#### [The data]
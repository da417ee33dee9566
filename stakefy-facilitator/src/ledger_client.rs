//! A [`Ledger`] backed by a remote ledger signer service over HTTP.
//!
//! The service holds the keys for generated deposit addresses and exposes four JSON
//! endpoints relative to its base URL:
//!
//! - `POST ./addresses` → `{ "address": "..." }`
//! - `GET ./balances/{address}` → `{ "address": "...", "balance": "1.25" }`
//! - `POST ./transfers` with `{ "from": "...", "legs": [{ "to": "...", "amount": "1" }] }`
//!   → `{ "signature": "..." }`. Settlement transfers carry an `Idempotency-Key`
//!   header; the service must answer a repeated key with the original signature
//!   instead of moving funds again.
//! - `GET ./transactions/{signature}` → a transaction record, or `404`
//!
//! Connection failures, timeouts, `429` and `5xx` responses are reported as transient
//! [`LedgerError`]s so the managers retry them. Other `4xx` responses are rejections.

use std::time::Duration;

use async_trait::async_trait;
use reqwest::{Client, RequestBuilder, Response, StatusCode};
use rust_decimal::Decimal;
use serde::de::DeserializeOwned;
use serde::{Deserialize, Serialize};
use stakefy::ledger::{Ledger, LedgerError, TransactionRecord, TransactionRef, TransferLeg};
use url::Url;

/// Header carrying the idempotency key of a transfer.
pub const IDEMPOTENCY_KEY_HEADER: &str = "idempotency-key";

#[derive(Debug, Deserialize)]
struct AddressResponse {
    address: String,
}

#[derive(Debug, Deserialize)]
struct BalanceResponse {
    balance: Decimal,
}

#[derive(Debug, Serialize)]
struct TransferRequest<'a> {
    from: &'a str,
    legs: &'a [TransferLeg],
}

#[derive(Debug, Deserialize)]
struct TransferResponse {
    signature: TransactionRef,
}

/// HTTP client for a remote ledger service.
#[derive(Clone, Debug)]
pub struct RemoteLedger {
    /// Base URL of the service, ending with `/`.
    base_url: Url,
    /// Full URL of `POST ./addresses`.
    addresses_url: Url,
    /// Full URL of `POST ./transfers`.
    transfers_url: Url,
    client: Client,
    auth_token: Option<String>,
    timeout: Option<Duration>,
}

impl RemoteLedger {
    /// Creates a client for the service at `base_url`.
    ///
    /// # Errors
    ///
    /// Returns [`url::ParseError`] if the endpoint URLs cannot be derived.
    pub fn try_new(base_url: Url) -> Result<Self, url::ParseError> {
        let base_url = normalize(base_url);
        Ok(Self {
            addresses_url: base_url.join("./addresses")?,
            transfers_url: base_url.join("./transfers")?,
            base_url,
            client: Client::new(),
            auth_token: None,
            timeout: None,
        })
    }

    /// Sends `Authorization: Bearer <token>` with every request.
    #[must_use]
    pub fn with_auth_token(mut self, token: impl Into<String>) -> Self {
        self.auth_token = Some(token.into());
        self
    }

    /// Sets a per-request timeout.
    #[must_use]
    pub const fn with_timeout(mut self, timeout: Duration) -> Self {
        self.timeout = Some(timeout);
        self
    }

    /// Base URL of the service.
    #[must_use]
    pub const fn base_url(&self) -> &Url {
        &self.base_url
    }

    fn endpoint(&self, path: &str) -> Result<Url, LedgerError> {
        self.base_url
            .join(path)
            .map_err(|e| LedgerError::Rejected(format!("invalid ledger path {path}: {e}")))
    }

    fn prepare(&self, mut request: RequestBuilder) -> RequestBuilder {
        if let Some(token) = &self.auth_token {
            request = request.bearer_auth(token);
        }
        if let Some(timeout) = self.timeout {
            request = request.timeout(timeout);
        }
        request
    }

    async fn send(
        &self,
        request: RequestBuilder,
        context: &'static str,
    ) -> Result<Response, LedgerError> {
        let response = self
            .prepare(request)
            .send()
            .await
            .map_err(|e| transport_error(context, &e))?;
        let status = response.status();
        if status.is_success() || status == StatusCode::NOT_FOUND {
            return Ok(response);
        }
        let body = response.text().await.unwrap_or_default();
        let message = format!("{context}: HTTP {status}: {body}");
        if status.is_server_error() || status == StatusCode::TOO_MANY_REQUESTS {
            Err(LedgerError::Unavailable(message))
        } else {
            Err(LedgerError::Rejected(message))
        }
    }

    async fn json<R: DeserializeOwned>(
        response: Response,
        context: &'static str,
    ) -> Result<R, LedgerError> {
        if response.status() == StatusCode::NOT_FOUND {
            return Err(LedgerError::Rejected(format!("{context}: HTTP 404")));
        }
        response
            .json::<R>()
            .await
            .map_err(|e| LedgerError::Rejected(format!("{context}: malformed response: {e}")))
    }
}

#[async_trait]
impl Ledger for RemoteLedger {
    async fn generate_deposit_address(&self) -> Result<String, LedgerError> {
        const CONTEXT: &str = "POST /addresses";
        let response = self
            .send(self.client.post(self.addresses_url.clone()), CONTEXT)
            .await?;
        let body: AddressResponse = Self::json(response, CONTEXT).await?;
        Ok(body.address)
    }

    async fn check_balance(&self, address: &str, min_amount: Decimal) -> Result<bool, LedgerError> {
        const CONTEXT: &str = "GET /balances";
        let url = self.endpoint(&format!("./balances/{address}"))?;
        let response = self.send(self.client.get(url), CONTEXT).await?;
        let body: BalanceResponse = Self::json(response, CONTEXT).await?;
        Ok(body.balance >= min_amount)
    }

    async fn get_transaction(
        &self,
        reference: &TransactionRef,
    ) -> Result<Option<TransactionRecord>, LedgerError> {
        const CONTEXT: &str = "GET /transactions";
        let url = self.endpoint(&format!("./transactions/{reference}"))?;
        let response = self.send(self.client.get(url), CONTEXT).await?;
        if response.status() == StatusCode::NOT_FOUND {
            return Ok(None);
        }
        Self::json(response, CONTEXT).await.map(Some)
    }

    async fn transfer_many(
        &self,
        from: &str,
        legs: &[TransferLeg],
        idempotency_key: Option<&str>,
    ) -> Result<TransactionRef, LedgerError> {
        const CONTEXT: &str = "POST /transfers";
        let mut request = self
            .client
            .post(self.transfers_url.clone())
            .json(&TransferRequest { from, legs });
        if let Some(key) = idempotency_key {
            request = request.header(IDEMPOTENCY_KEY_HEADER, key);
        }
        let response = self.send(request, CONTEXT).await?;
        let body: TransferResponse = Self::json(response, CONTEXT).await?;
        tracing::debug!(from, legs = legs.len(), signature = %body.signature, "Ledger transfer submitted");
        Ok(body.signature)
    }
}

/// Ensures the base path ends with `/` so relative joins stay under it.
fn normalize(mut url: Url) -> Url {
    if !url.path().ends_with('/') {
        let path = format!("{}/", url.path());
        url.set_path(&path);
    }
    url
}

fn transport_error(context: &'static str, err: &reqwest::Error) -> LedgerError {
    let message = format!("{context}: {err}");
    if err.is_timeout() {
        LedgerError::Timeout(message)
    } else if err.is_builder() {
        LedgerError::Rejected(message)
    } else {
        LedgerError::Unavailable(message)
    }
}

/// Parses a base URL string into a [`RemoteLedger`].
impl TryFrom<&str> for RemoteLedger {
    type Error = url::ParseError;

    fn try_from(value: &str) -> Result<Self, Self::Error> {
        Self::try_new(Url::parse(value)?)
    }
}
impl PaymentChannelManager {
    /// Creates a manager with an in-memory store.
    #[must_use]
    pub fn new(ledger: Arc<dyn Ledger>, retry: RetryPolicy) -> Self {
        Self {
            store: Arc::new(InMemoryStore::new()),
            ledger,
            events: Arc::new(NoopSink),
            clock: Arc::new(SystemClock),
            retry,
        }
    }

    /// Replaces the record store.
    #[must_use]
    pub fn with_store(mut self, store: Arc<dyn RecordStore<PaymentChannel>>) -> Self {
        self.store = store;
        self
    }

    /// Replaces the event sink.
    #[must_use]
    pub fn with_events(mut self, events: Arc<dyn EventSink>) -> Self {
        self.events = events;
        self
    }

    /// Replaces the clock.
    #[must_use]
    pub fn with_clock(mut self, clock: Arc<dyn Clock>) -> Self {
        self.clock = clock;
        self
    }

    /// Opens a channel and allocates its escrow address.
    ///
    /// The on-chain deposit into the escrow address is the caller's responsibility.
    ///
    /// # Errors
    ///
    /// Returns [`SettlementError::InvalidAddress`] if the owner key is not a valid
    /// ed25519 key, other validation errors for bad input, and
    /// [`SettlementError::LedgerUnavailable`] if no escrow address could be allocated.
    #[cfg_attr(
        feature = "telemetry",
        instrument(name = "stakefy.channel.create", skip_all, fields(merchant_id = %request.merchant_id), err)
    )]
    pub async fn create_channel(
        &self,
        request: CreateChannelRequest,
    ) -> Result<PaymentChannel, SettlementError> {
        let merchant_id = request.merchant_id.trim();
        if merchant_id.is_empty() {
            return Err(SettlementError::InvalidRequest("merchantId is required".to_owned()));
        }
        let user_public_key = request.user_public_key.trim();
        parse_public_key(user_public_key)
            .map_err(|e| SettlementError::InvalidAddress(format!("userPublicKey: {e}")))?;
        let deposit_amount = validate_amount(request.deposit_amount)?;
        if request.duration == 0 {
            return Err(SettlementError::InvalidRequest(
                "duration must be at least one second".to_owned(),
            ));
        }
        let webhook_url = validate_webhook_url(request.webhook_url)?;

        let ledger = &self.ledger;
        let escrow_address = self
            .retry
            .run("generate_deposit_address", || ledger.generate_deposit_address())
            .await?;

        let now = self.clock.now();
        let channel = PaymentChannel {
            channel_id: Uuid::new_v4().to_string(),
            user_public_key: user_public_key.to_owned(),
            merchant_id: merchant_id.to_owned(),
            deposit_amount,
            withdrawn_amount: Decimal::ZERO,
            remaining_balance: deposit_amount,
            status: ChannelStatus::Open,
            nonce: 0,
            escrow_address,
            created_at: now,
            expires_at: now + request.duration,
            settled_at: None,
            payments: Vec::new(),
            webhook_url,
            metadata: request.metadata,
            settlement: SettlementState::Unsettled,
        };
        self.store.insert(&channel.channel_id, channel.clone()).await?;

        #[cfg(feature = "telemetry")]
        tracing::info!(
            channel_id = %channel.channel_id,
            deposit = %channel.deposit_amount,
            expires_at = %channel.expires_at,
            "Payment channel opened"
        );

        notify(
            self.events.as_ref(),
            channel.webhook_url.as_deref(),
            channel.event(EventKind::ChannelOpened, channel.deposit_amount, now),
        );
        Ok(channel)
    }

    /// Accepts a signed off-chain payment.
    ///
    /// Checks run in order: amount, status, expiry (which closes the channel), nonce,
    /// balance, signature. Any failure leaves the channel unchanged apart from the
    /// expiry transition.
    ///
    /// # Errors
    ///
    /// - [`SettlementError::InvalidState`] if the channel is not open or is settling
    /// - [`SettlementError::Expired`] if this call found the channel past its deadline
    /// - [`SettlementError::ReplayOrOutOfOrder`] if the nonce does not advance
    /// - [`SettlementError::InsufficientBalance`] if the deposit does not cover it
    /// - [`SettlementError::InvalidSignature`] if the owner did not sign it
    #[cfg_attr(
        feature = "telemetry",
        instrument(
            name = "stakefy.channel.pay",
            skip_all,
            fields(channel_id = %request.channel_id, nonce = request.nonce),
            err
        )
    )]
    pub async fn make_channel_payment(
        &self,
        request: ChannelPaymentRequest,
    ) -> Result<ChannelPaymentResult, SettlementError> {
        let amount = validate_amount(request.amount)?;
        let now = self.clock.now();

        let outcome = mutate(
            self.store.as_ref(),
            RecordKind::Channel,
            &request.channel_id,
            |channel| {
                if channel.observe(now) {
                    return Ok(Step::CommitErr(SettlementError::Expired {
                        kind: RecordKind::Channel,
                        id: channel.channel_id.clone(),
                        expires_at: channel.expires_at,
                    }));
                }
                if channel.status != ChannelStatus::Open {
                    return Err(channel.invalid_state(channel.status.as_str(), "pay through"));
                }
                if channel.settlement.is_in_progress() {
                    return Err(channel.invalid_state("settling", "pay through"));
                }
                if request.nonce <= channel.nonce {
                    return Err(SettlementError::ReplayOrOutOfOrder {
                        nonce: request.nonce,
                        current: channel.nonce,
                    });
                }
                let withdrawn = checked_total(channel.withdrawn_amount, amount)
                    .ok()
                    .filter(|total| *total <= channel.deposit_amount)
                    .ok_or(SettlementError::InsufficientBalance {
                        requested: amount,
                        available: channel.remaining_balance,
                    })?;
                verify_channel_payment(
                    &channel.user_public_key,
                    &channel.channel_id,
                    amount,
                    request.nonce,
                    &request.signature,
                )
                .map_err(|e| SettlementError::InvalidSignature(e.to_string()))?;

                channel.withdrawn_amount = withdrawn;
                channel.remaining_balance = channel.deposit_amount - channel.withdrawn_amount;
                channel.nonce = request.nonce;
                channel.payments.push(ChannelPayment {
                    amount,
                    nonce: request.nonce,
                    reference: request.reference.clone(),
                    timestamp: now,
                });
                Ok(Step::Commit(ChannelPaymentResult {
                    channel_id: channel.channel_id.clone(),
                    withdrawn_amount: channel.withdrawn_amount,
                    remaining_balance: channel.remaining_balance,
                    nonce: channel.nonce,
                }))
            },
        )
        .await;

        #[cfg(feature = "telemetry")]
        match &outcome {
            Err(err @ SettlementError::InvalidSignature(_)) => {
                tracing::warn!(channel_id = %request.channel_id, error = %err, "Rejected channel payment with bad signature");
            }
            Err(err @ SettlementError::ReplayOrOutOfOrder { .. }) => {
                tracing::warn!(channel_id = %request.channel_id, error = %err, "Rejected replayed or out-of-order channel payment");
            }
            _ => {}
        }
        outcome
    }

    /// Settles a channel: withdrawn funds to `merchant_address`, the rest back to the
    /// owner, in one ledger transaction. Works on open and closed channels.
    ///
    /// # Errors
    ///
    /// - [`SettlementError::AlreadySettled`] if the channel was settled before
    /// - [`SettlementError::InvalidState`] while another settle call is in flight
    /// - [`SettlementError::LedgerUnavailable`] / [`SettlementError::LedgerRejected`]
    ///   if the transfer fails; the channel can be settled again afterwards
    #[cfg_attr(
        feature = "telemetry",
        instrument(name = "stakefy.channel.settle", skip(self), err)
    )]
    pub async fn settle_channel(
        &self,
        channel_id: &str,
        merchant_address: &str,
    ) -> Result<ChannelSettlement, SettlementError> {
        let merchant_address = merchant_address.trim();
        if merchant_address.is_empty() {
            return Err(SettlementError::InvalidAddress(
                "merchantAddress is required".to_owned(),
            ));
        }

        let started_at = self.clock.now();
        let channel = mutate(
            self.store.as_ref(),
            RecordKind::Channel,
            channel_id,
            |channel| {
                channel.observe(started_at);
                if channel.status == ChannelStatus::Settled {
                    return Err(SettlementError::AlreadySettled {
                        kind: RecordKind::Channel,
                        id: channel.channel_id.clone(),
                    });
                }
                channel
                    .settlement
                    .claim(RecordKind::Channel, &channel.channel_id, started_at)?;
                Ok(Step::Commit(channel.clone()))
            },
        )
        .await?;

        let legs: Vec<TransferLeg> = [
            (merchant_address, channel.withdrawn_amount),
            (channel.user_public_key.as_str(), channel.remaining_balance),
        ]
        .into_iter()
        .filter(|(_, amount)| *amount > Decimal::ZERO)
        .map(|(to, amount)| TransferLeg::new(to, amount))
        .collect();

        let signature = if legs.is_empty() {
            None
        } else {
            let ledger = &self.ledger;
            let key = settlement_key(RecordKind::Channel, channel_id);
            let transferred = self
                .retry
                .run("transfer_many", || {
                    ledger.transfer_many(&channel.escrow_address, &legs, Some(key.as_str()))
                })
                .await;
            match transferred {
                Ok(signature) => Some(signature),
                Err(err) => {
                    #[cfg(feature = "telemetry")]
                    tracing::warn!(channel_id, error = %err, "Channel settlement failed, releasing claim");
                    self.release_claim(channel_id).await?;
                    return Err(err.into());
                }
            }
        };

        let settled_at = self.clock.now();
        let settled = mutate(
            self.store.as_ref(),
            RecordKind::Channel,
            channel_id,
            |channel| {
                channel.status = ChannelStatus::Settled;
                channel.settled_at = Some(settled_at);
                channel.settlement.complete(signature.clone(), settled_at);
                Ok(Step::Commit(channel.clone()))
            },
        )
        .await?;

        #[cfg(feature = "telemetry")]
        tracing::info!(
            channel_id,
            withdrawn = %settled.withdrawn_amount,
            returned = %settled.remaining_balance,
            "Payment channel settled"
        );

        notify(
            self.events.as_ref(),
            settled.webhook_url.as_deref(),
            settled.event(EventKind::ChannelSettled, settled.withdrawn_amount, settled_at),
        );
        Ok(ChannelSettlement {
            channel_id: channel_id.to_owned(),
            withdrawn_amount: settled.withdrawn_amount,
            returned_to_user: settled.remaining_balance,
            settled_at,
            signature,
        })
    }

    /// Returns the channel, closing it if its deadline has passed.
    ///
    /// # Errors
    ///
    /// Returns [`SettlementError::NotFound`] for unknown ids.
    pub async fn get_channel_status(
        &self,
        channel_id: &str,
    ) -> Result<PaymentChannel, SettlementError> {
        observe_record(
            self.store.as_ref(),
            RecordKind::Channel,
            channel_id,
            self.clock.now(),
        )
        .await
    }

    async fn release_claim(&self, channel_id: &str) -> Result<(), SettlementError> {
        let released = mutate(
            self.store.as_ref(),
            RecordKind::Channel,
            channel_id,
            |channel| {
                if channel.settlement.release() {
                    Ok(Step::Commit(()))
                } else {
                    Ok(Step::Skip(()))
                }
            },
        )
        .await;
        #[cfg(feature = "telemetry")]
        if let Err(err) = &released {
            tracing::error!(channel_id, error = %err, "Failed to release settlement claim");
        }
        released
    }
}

#### [Exercise goal]
How many lines of the records contain the word "settling"? Reply with the number and nothing else.

#### [Response below]
2